REQUIREMENT | Across the records, find how many lines include the string "absent" and answer with only the figure.

(Collected data)
◇ ◇ ◇ ◇ ◇ ◇ ◇

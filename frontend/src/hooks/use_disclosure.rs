use std::rc::Rc;

use gloo::timers::callback::Timeout;
use shared::{Disclosure, DisclosureTiming, TransactionRecord};
use yew::prelude::*;

pub enum DisclosureAction {
    Open(TransactionRecord),
    Close,
    Elapsed(u64),
}

#[derive(Clone, PartialEq)]
pub struct DisclosureStore(pub Disclosure<TransactionRecord>);

impl Reducible for DisclosureStore {
    type Action = DisclosureAction;

    fn reduce(self: Rc<Self>, action: Self::Action) -> Rc<Self> {
        let mut next = (*self).clone();
        let changed = match action {
            DisclosureAction::Open(record) => {
                next.0.open(record);
                true
            }
            DisclosureAction::Close => next.0.close().is_some(),
            DisclosureAction::Elapsed(token) => next.0.elapse(token),
        };

        if changed {
            Rc::new(next)
        } else {
            self
        }
    }
}

pub struct UseDisclosureResult {
    pub disclosure: Disclosure<TransactionRecord>,
    pub open: Callback<TransactionRecord>,
    pub close: Callback<()>,
}

/// Transaction detail modal state with its reveal/fade-out timers.
///
/// At most one timer exists: it is dropped (and thereby cancelled) as soon as
/// the pending transition changes.
#[hook]
pub fn use_disclosure(timing: DisclosureTiming) -> UseDisclosureResult {
    let store = use_reducer(move || DisclosureStore(Disclosure::new(timing)));

    {
        let dispatcher = store.dispatcher();
        use_effect_with(store.0.pending(), move |pending| {
            let timeout = pending.map(|pending| {
                Timeout::new(pending.delay_ms, move || {
                    dispatcher.dispatch(DisclosureAction::Elapsed(pending.token));
                })
            });
            move || drop(timeout)
        });
    }

    let open = {
        let dispatcher = store.dispatcher();
        Callback::from(move |record: TransactionRecord| dispatcher.dispatch(DisclosureAction::Open(record)))
    };

    let close = {
        let dispatcher = store.dispatcher();
        Callback::from(move |_: ()| dispatcher.dispatch(DisclosureAction::Close))
    };

    UseDisclosureResult {
        disclosure: store.0.clone(),
        open,
        close,
    }
}
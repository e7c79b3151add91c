pub mod use_add_transaction;
pub mod use_disclosure;
pub mod use_host_bridge;
pub mod use_router;
pub mod use_transactions;

pub use use_add_transaction::use_add_transaction;
pub use use_disclosure::use_disclosure;
pub use use_host_bridge::use_host_bridge;
pub use use_router::use_router;
pub use use_transactions::use_transactions;
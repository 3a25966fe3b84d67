//! Subcommand implementations. Each returns the text to print on stdout.

use std::io::Read;
use std::path::Path;

use anyhow::{bail, Context, Result};
use halkit_core::{codec, HalConfig, RelationSlot, Resource};
use serde::Serialize;
use serde_json::Value;

use crate::cli::OutputFormat;

/// One row of `hal links` output.
#[derive(Debug, Serialize)]
pub struct LinkRow<'a> {
    pub rel: &'a str,
    pub name: Option<&'a str>,
    pub href: &'a str,
    pub templated: bool,
}

pub fn fmt(input: &Path, config: &HalConfig) -> Result<String> {
    let resource = load(input, config)?;
    encode(&resource, config)
}

pub fn links(input: &Path, format: OutputFormat, config: &HalConfig) -> Result<String> {
    let resource = load(input, config)?;
    let rows: Vec<LinkRow<'_>> = resource
        .links()
        .iter()
        .flat_map(|(rel, slot)| {
            slot.iter().map(move |link| LinkRow {
                rel,
                name: link.name(),
                href: link.href(),
                templated: link.is_templated(),
            })
        })
        .collect();
    tracing::debug!(count = rows.len(), "collected links");

    match format {
        OutputFormat::Json => to_json(&rows, config.pretty),
        OutputFormat::Table => Ok(format_table(&rows)),
    }
}

pub fn get(input: &Path, property: &str, config: &HalConfig) -> Result<String> {
    let resource = load(input, config)?;
    let value = resource
        .properties()
        .get(property)
        .with_context(|| format!("property '{property}' not found"))?;
    to_json(value, config.pretty)
}

pub fn merge(input: &Path, patch: &Path, config: &HalConfig) -> Result<String> {
    let mut resource = load(input, config)?;
    let text = read_input(patch)?;
    let patch: Value = serde_json::from_str(&text)
        .with_context(|| format!("patch {} is not valid JSON", patch.display()))?;
    if !patch.is_object() {
        bail!("patch must be a JSON object");
    }
    resource.add(&patch)?;
    encode(&resource, config)
}

pub fn curie(input: &Path, rel: &str, config: &HalConfig) -> Result<String> {
    let resource = load(input, config)?;
    resource
        .expand_curie(rel)
        .with_context(|| format!("no templated curie expands '{rel}'"))
}

pub fn embedded(input: &Path, rel: &str, config: &HalConfig) -> Result<String> {
    let resource = load(input, config)?;
    match resource.embedded().get(rel) {
        None => bail!("no embedded resource under '{rel}'"),
        Some(RelationSlot::Single(child)) => encode(child, config),
        Some(RelationSlot::Many(children)) => {
            let values = children
                .iter()
                .map(|child| {
                    let bytes = codec::serialize(child, config)?;
                    Ok(serde_json::from_slice::<Value>(&bytes)?)
                })
                .collect::<Result<Vec<_>>>()?;
            to_json(&values, config.pretty)
        }
    }
}

fn load(input: &Path, config: &HalConfig) -> Result<Resource> {
    let text = read_input(input)?;
    codec::from_str(&text, config).with_context(|| format!("failed to decode {}", input.display()))
}

/// Read a file, or stdin when the path is `-`.
fn read_input(path: &Path) -> Result<String> {
    if path == Path::new("-") {
        let mut text = String::new();
        std::io::stdin()
            .read_to_string(&mut text)
            .context("failed to read stdin")?;
        return Ok(text);
    }
    tracing::debug!(path = %path.display(), "reading input");
    std::fs::read_to_string(path).with_context(|| format!("failed to read {}", path.display()))
}

fn encode(resource: &Resource, config: &HalConfig) -> Result<String> {
    Ok(codec::to_string(resource, config)?)
}

fn to_json<T: Serialize + ?Sized>(value: &T, pretty: bool) -> Result<String> {
    let text = if pretty {
        serde_json::to_string_pretty(value)?
    } else {
        serde_json::to_string(value)?
    };
    Ok(text)
}

fn format_table(rows: &[LinkRow<'_>]) -> String {
    if rows.is_empty() {
        return "(no links)".to_string();
    }

    let cells: Vec<[String; 4]> = rows
        .iter()
        .map(|row| {
            [
                row.rel.to_string(),
                row.name.unwrap_or("-").to_string(),
                row.href.to_string(),
                row.templated.to_string(),
            ]
        })
        .collect();

    let header = ["REL", "NAME", "HREF", "TEMPLATED"];
    let mut widths = header.map(str::len);
    for row in &cells {
        for (width, cell) in widths.iter_mut().zip(row) {
            *width = (*width).max(cell.chars().count());
        }
    }

    let mut lines = vec![render_row(header.iter().copied(), &widths)];
    let sep: Vec<String> = widths.iter().map(|w| "-".repeat(*w)).collect();
    lines.push(sep.join("-+-"));
    for row in &cells {
        lines.push(render_row(row.iter().map(String::as_str), &widths));
    }
    lines.join("\n")
}

fn render_row<'a>(cells: impl Iterator<Item = &'a str>, widths: &[usize]) -> String {
    let padded: Vec<String> = cells
        .zip(widths)
        .map(|(cell, &width)| format!("{cell:width$}"))
        .collect();
    padded.join(" | ").trim_end().to_string()
}
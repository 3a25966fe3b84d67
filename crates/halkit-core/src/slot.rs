//! Single-or-many relation slots.
//!
//! HAL lets a relation hold either one object or an array of objects. The
//! shape is significant on the wire, so the slot remembers which one was
//! used instead of normalizing everything to a list.

/// The value stored under one relation name.
#[derive(Debug, Clone, PartialEq)]
pub enum RelationSlot<T> {
    /// Written as a JSON object.
    Single(T),
    /// Written as a JSON array. May be empty when decoded from a document.
    Many(Vec<T>),
}

impl<T> RelationSlot<T> {
    pub fn is_single(&self) -> bool {
        matches!(self, RelationSlot::Single(_))
    }

    /// The single value of this slot.
    ///
    /// # Panics
    ///
    /// Panics if the slot is multi-valued. Use [`RelationSlot::as_single`]
    /// or [`RelationSlot::values`] when the shape is not known up front.
    pub fn single(&self) -> &T {
        match self {
            RelationSlot::Single(value) => value,
            RelationSlot::Many(_) => panic!("relation slot is multi-valued"),
        }
    }

    pub fn as_single(&self) -> Option<&T> {
        match self {
            RelationSlot::Single(value) => Some(value),
            RelationSlot::Many(_) => None,
        }
    }

    /// All values, in order. A single slot yields a one-element slice.
    pub fn values(&self) -> &[T] {
        match self {
            RelationSlot::Single(value) => std::slice::from_ref(value),
            RelationSlot::Many(values) => values,
        }
    }

    pub fn len(&self) -> usize {
        self.values().len()
    }

    pub fn is_empty(&self) -> bool {
        self.values().is_empty()
    }

    pub fn iter(&self) -> std::slice::Iter<'_, T> {
        self.values().iter()
    }
}

impl<'a, T> IntoIterator for &'a RelationSlot<T> {
    type Item = &'a T;
    type IntoIter = std::slice::Iter<'a, T>;

    fn into_iter(self) -> Self::IntoIter {
        self.iter()
    }
}
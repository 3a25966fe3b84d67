//! Codec configuration.
//!
//! ```toml
//! naming = "camel_case"
//! pretty = true
//! allow_empty_relations = true
//! ```

use std::path::Path;

use serde::{Deserialize, Serialize};
use tracing::debug;

use crate::error::{HalError, Result};
use crate::naming::NamingPolicy;

/// Settings shared by the encoder and decoder.
#[derive(Debug, Clone, PartialEq, Eq, Serialize, Deserialize)]
#[serde(default, deny_unknown_fields)]
pub struct HalConfig {
    /// Naming convention applied to keys on encode.
    pub naming: NamingPolicy,
    /// Indent the encoded output.
    pub pretty: bool,
    /// Accept `[]` as a relation value when decoding.
    pub allow_empty_relations: bool,
}

impl Default for HalConfig {
    fn default() -> Self {
        Self::new()
    }
}

impl HalConfig {
    /// Identity naming, compact output, empty relation arrays accepted.
    #[must_use]
    pub const fn new() -> Self {
        Self {
            naming: NamingPolicy::Identity,
            pretty: false,
            allow_empty_relations: true,
        }
    }

    /// camelCase keys, compact output. Matches what most web APIs expect.
    #[must_use]
    pub fn web() -> Self {
        Self {
            naming: NamingPolicy::CamelCase,
            ..Self::default()
        }
    }

    /// Parse a config from TOML text.
    ///
    /// # Errors
    ///
    /// Returns [`HalError::Config`] if the TOML is invalid or has unknown keys.
    pub fn from_toml_str(text: &str) -> Result<Self> {
        toml::from_str(text).map_err(|e| HalError::Config(e.to_string()))
    }

    /// Load a config from a TOML file.
    ///
    /// # Errors
    ///
    /// Returns [`HalError::Io`] if the file cannot be read and
    /// [`HalError::Config`] if it cannot be parsed.
    pub fn load(path: &Path) -> Result<Self> {
        let text = std::fs::read_to_string(path)?;
        let config = Self::from_toml_str(&text)?;
        debug!(path = %path.display(), ?config, "loaded codec config");
        Ok(config)
    }
}
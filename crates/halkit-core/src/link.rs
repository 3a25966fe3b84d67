//! Link type: one hypermedia link inside a `_links` relation.

/// A hypermedia link. Immutable once built; the `with_*` methods consume
/// the link and are meant for construction only.
#[derive(Debug, Clone, PartialEq, Eq, Hash)]
pub struct Link {
    /// Target URI reference. May be relative or a URI template.
    pub(crate) href: String,
    pub(crate) title: Option<String>,
    pub(crate) media_type: Option<String>,
    /// Secondary key when several links share a relation (e.g. curies).
    pub(crate) name: Option<String>,
    pub(crate) templated: bool,
    pub(crate) deprecation: Option<String>,
    pub(crate) hreflang: Option<String>,
    pub(crate) profile: Option<String>,
}

impl Link {
    /// Create a link with only an `href`.
    #[must_use]
    pub fn new(href: impl Into<String>) -> Self {
        Self {
            href: href.into(),
            title: None,
            media_type: None,
            name: None,
            templated: false,
            deprecation: None,
            hreflang: None,
            profile: None,
        }
    }

    #[must_use]
    pub fn with_title(mut self, title: impl Into<String>) -> Self {
        self.title = Some(title.into());
        self
    }

    /// Set the media type hint (`type` on the wire).
    #[must_use]
    pub fn with_type(mut self, media_type: impl Into<String>) -> Self {
        self.media_type = Some(media_type.into());
        self
    }

    #[must_use]
    pub fn with_name(mut self, name: impl Into<String>) -> Self {
        self.name = Some(name.into());
        self
    }

    #[must_use]
    pub fn templated(mut self, templated: bool) -> Self {
        self.templated = templated;
        self
    }

    /// Mark the link as deprecated, pointing at a URI describing the deprecation.
    #[must_use]
    pub fn with_deprecation(mut self, deprecation: impl Into<String>) -> Self {
        self.deprecation = Some(deprecation.into());
        self
    }

    #[must_use]
    pub fn with_hreflang(mut self, hreflang: impl Into<String>) -> Self {
        self.hreflang = Some(hreflang.into());
        self
    }

    #[must_use]
    pub fn with_profile(mut self, profile: impl Into<String>) -> Self {
        self.profile = Some(profile.into());
        self
    }

    pub fn href(&self) -> &str {
        &self.href
    }

    pub fn title(&self) -> Option<&str> {
        self.title.as_deref()
    }

    pub fn media_type(&self) -> Option<&str> {
        self.media_type.as_deref()
    }

    pub fn name(&self) -> Option<&str> {
        self.name.as_deref()
    }

    pub fn is_templated(&self) -> bool {
        self.templated
    }

    pub fn deprecation(&self) -> Option<&str> {
        self.deprecation.as_deref()
    }

    pub fn hreflang(&self) -> Option<&str> {
        self.hreflang.as_deref()
    }

    pub fn profile(&self) -> Option<&str> {
        self.profile.as_deref()
    }
}

impl From<&str> for Link {
    fn from(href: &str) -> Self {
        Link::new(href)
    }
}

impl From<String> for Link {
    fn from(href: String) -> Self {
        Link::new(href)
    }
}
impl<'de, S> Visitor<'de> for SlotSeed<'_, S>
where
    S: DeserializeSeed<'de> + Copy,
{
    type Value = RelationSlot<S::Value>;

    fn expecting(&self, formatter: &mut fmt::Formatter<'_>) -> fmt::Result {
        write!(
            formatter,
            "an object or an array of objects for relation '{}'",
            self.rel
        )
    }

    fn visit_map<A: MapAccess<'de>>(self, map: A) -> std::result::Result<Self::Value, A::Error> {
        self.element
            .deserialize(MapAccessDeserializer::new(map))
            .map(RelationSlot::Single)
    }

    fn visit_seq<A: SeqAccess<'de>>(self, mut seq: A) -> std::result::Result<Self::Value, A::Error> {
        let mut items = Vec::with_capacity(seq.size_hint().unwrap_or(0));
        while let Some(item) = seq.next_element_seed(self.element)? {
            items.push(item);
        }
        if items.is_empty() && !self.config.allow_empty_relations {
            return Err(de::Error::custom(format_args!(
                "relation '{}' is an empty array",
                self.rel
            )));
        }
        Ok(RelationSlot::Many(items))
    }
}

struct LinkVisitor;

impl<'de> Visitor<'de> for LinkVisitor {
    type Value = Link;

    fn expecting(&self, formatter: &mut fmt::Formatter<'_>) -> fmt::Result {
        formatter.write_str("a HAL link object")
    }

    fn visit_map<A: MapAccess<'de>>(self, mut map: A) -> std::result::Result<Link, A::Error> {
        let mut href: Option<String> = None;
        let mut title = None;
        let mut media_type = None;
        let mut name = None;
        let mut templated = false;
        let mut deprecation = None;
        let mut hreflang = None;
        let mut profile = None;

        while let Some(key) = map.next_key::<String>()? {
            match key.as_str() {
                HREF => href = map.next_value()?,
                DEPRECATION => deprecation = map.next_value()?,
                HREFLANG | LANG => hreflang = map.next_value()?,
                NAME => name = map.next_value()?,
                PROFILE => profile = map.next_value()?,
                TEMPLATED | TEMPLATE => {
                    templated = map.next_value::<Option<bool>>()?.unwrap_or(false);
                }
                TITLE => title = map.next_value()?,
                TYPE => media_type = map.next_value()?,
                other => {
                    trace!(field = other, "skipping unknown link field");
                    map.next_value::<IgnoredAny>()?;
                }
            }
        }

        let href = href.ok_or_else(|| <A::Error as de::Error>::custom("Link must have an href"))?;
        Ok(Link {
            href,
            title,
            media_type,
            name,
            templated,
            deprecation,
            hreflang,
            profile,
        })
    }
}
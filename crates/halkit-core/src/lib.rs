//! # halkit-core
//!
//! HAL (Hypertext Application Language) resource model and its
//! `application/hal+json` codec.
//!
//! This crate defines:
//! - [`Resource`]: links, embedded resources and free-form properties
//! - [`Link`] and [`RelationSlot`]: single-or-many relation values
//! - [`merge`]: the recursive property merge behind [`Resource::add`]
//! - [`codec`]: encoding and decoding of HAL+JSON documents
//! - [`HalConfig`] and [`NamingPolicy`]: codec settings
//! - Error hierarchy ([`HalError`])
//!
//! ```
//! use halkit_core::{codec, HalConfig, Link, Resource};
//!
//! let mut order = Resource::with_self("/orders/1");
//! order
//!     .add_link("next", Link::new("/orders/2"))?
//!     .add(&serde_json::json!({"total": 30}))?;
//!
//! let text = codec::to_string(&order, &HalConfig::default())?;
//! assert_eq!(
//!     text,
//!     r#"{"_links":{"self":{"href":"/orders/1"},"next":{"href":"/orders/2"}},"total":30}"#
//! );
//! # Ok::<(), halkit_core::HalError>(())
//! ```

pub mod codec;
pub mod config;
pub mod error;
pub mod factory;
pub mod link;
pub mod merge;
pub mod naming;
pub mod properties;
pub mod relations;
pub mod resource;
pub mod slot;

pub use config::HalConfig;
pub use error::{HalError, RelationKind, Result};
pub use factory::ResourceFactory;
pub use link::Link;
pub use naming::{NameTransform, NamingPolicy};
pub use properties::Properties;
pub use relations::Relations;
pub use resource::Resource;
pub use slot::RelationSlot;

/// Media type of HAL JSON documents.
pub const HAL_JSON_MEDIA_TYPE: &str = "application/hal+json";

/// Reserved key holding link relations.
pub const LINKS: &str = "_links";

/// Reserved key holding embedded resources.
pub const EMBEDDED: &str = "_embedded";

/// Relation of the link pointing at the resource itself.
pub const SELF: &str = "self";

/// Relation holding CURIE templates.
pub const CURIES: &str = "curies";
impl Resource {
    /// An empty resource: no links, nothing embedded, no properties.
    #[must_use]
    pub fn new() -> Self {
        Self {
            links: Relations::new(RelationKind::Link),
            embedded: Relations::new(RelationKind::Embedded),
            properties: Properties::new(),
        }
    }

    /// A resource whose only content is its `self` link.
    #[must_use]
    pub fn with_self(href: impl Into<String>) -> Self {
        let mut links = Relations::new(RelationKind::Link);
        links.push_new(SELF, RelationSlot::Single(Link::new(href)));
        Self {
            links,
            ..Self::new()
        }
    }

    pub(crate) fn from_parts(
        links: Relations<Link>,
        embedded: Relations<Resource>,
        properties: Properties,
    ) -> Self {
        Self {
            links,
            embedded,
            properties,
        }
    }

    // === Links ===

    /// The href of the `self` link, if the resource has a single-valued one.
    pub fn self_href(&self) -> Option<&str> {
        self.get_link(SELF).map(Link::href)
    }

    /// The link stored under `rel` when that relation is single-valued.
    /// Multi-valued relations are read with [`Resource::get_links`].
    pub fn get_link(&self, rel: &str) -> Option<&Link> {
        self.links.get(rel).and_then(RelationSlot::as_single)
    }

    /// Every link stored under `rel`; empty when the relation is absent.
    pub fn get_links(&self, rel: &str) -> &[Link] {
        self.links.get(rel).map(RelationSlot::values).unwrap_or(&[])
    }

    /// The links registered under the reserved `curies` relation.
    pub fn get_curies(&self) -> &[Link] {
        self.get_links(CURIES)
    }

    /// Expand a compact relation such as `acme:widgets` into the
    /// documentation URI given by the templated curie named `acme`.
    pub fn expand_curie(&self, rel: &str) -> Option<String> {
        let (prefix, reference) = rel.split_once(':')?;
        let curie = self
            .get_curies()
            .iter()
            .find(|curie| curie.name() == Some(prefix))?;
        if !curie.is_templated() {
            return None;
        }
        Some(curie.href().replace("{rel}", reference))
    }

    pub fn contains_link(&self, rel: &str) -> bool {
        self.links.contains(rel)
    }

    /// Add a single-valued link.
    ///
    /// # Errors
    ///
    /// Returns [`HalError::DuplicateRelation`] if `rel` already has links.
    pub fn add_link(&mut self, rel: &str, link: impl Into<Link>) -> Result<&mut Self> {
        self.links.insert(rel, RelationSlot::Single(link.into()))?;
        Ok(self)
    }

    /// Add a multi-valued link relation. It is written as an array even if
    /// it holds a single link.
    ///
    /// # Errors
    ///
    /// Returns [`HalError::DuplicateRelation`] if `rel` already has links and
    /// [`HalError::InvalidArgument`] if `links` is empty.
    pub fn add_links(
        &mut self,
        rel: &str,
        links: impl IntoIterator<Item = Link>,
    ) -> Result<&mut Self> {
        let links: Vec<Link> = links.into_iter().collect();
        if links.is_empty() {
            return Err(HalError::InvalidArgument(format!(
                "at least one link is required for relation '{rel}'"
            )));
        }
        self.links.insert(rel, RelationSlot::Many(links))?;
        Ok(self)
    }

    /// Register curie links.
    ///
    /// # Errors
    ///
    /// Same as [`Resource::add_links`] for the `curies` relation.
    pub fn add_curies(&mut self, links: impl IntoIterator<Item = Link>) -> Result<&mut Self> {
        self.add_links(CURIES, links)
    }

    /// Remove the links stored under `rel`.
    ///
    /// # Errors
    ///
    /// Returns [`HalError::NotFound`] if `rel` has no links.
    pub fn remove_link(&mut self, rel: &str) -> Result<&mut Self> {
        self.links.remove(rel)?;
        Ok(self)
    }

    pub fn links(&self) -> &Relations<Link> {
        &self.links
    }

    // === Embedded resources ===

    /// The embedded resource stored under `rel` when that relation is
    /// single-valued.
    pub fn get_embedded(&self, rel: &str) -> Option<&Resource> {
        self.embedded.get(rel).and_then(RelationSlot::as_single)
    }

    /// Every embedded resource stored under `rel`; empty when absent.
    pub fn get_embedded_many(&self, rel: &str) -> &[Resource] {
        self.embedded.get(rel).map(RelationSlot::values).unwrap_or(&[])
    }

    pub fn contains_embedded(&self, rel: &str) -> bool {
        self.embedded.contains(rel)
    }

    /// Embed a single resource.
    ///
    /// # Errors
    ///
    /// Returns [`HalError::DuplicateRelation`] if `rel` is already embedded.
    pub fn add_embedded(&mut self, rel: &str, resource: Resource) -> Result<&mut Self> {
        self.embedded.insert(rel, RelationSlot::Single(resource))?;
        Ok(self)
    }

    /// Embed a list of resources.
    ///
    /// # Errors
    ///
    /// Returns [`HalError::DuplicateRelation`] if `rel` is already embedded
    /// and [`HalError::InvalidArgument`] if `resources` is empty.
    pub fn add_embedded_many(
        &mut self,
        rel: &str,
        resources: impl IntoIterator<Item = Resource>,
    ) -> Result<&mut Self> {
        let resources: Vec<Resource> = resources.into_iter().collect();
        if resources.is_empty() {
            return Err(HalError::InvalidArgument(format!(
                "at least one resource is required for embedded relation '{rel}'"
            )));
        }
        self.embedded.insert(rel, RelationSlot::Many(resources))?;
        Ok(self)
    }

    /// Remove the embedded resource(s) stored under `rel`.
    ///
    /// # Errors
    ///
    /// Returns [`HalError::NotFound`] if nothing is embedded under `rel`.
    pub fn remove_embedded(&mut self, rel: &str) -> Result<&mut Self> {
        self.embedded.remove(rel)?;
        Ok(self)
    }

    pub fn embedded(&self) -> &Relations<Resource> {
        &self.embedded
    }

    // === Properties ===

    /// Merge the serialized form of `value` into the properties.
    ///
    /// Repeated calls accumulate: objects merge key by key, arrays append,
    /// other values are replaced. A value serializing to `null` (such as
    /// `None`) is ignored.
    ///
    /// # Errors
    ///
    /// Returns [`HalError::Serialization`] if `value` cannot be serialized or
    /// does not serialize to a JSON object, and [`HalError::InvalidArgument`]
    /// if it carries a reserved `_links` / `_embedded` key in any casing. The
    /// resource is left untouched on error.
    pub fn add<T: Serialize + ?Sized>(&mut self, value: &T) -> Result<&mut Self> {
        let tree = serde_json::to_value(value).map_err(|e| HalError::Serialization(e.to_string()))?;
        self.merge_tree(tree)
    }

    /// Like [`Resource::add`], but only merges what `projection` picks out
    /// of `value`.
    ///
    /// # Errors
    ///
    /// Same as [`Resource::add`].
    pub fn add_projected<T, P, F>(&mut self, value: &T, projection: F) -> Result<&mut Self>
    where
        P: Serialize,
        F: FnOnce(&T) -> P,
    {
        self.add(&projection(value))
    }

    fn merge_tree(&mut self, tree: Value) -> Result<&mut Self> {
        let source: Map<String, Value> = match tree {
            Value::Null => return Ok(self),
            Value::Object(map) => map,
            other => {
                return Err(HalError::Serialization(format!(
                    "resource properties must serialize to a JSON object, got {}",
                    json_kind(&other)
                )))
            }
        };

        if let Some(reserved) = source.keys().find(|k| is_reserved(k)) {
            return Err(HalError::InvalidArgument(format!(
                "'{reserved}' is reserved and cannot be used as a property name"
            )));
        }

        self.properties.merge(&source);
        Ok(self)
    }

    /// Read one property, matching `name` case-insensitively.
    ///
    /// Returns `Ok(None)` if the property is absent.
    ///
    /// # Errors
    ///
    /// Returns [`HalError::TypeConversion`] if the stored value cannot be
    /// converted to `T`.
    pub fn get_value<T: DeserializeOwned>(&self, name: &str) -> Result<Option<T>> {
        let Some(value) = self.properties.get(name) else {
            return Ok(None);
        };
        T::deserialize(value)
            .map(Some)
            .map_err(|source| HalError::TypeConversion {
                name: name.to_string(),
                target: std::any::type_name::<T>(),
                source,
            })
    }

    /// Read all properties as a `T`.
    ///
    /// # Errors
    ///
    /// Returns [`HalError::Serialization`] if the properties do not
    /// deserialize into `T`.
    pub fn as_type<T: DeserializeOwned>(&self) -> Result<T> {
        serde_json::from_value(Value::Object(self.properties.as_map().clone())).map_err(|e| {
            HalError::Serialization(format!(
                "cannot read resource properties as {}: {e}",
                std::any::type_name::<T>()
            ))
        })
    }

    pub fn properties(&self) -> &Properties {
        &self.properties
    }
}
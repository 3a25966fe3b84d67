use std::path::PathBuf;

use clap::{Parser, Subcommand, ValueEnum};
use halkit_core::NamingPolicy;

#[derive(Parser)]
#[command(name = "hal")]
#[command(version, about = "Inspect and reshape HAL (application/hal+json) documents")]
#[command(propagate_version = true)]
pub struct Cli {
    /// TOML file with codec settings (naming, pretty, allow_empty_relations)
    #[arg(long, global = true)]
    pub config: Option<PathBuf>,

    /// Property naming policy applied on output
    #[arg(long, global = true)]
    pub naming: Option<NamingPolicy>,

    /// Indent JSON output
    #[arg(long, global = true)]
    pub pretty: bool,

    /// More log output on stderr (repeat for more)
    #[arg(short, long, global = true, action = clap::ArgAction::Count)]
    pub verbose: u8,

    /// Only log errors
    #[arg(short, long, global = true, conflicts_with = "verbose")]
    pub quiet: bool,

    #[command(subcommand)]
    pub command: Commands,
}

#[derive(Subcommand)]
pub enum Commands {
    /// Decode a document and write it back out
    Fmt {
        /// Input file, `-` for stdin
        input: PathBuf,
    },

    /// List link relations
    #[command(alias = "ls")]
    Links {
        /// Input file, `-` for stdin
        input: PathBuf,

        #[arg(long, value_enum, default_value_t = OutputFormat::Table)]
        format: OutputFormat,
    },

    /// Print one property value (name matched case-insensitively)
    Get {
        /// Input file, `-` for stdin
        input: PathBuf,

        property: String,
    },

    /// Merge a JSON object into the document's properties
    Merge {
        /// Input file, `-` for stdin
        input: PathBuf,

        /// JSON object to merge
        patch: PathBuf,
    },

    /// Expand a compact relation through the document's curies
    Curie {
        /// Input file, `-` for stdin
        input: PathBuf,

        /// Compact relation, e.g. `acme:widgets`
        rel: String,
    },

    /// Print the resource(s) embedded under a relation
    Embedded {
        /// Input file, `-` for stdin
        input: PathBuf,

        rel: String,
    },
}

#[derive(Debug, Clone, Copy, PartialEq, Eq, ValueEnum)]
pub enum OutputFormat {
    Table,
    Json,
}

◇ ◇ ◇ ◇ ◇ ◇ ◇

ANSWER BOX | 3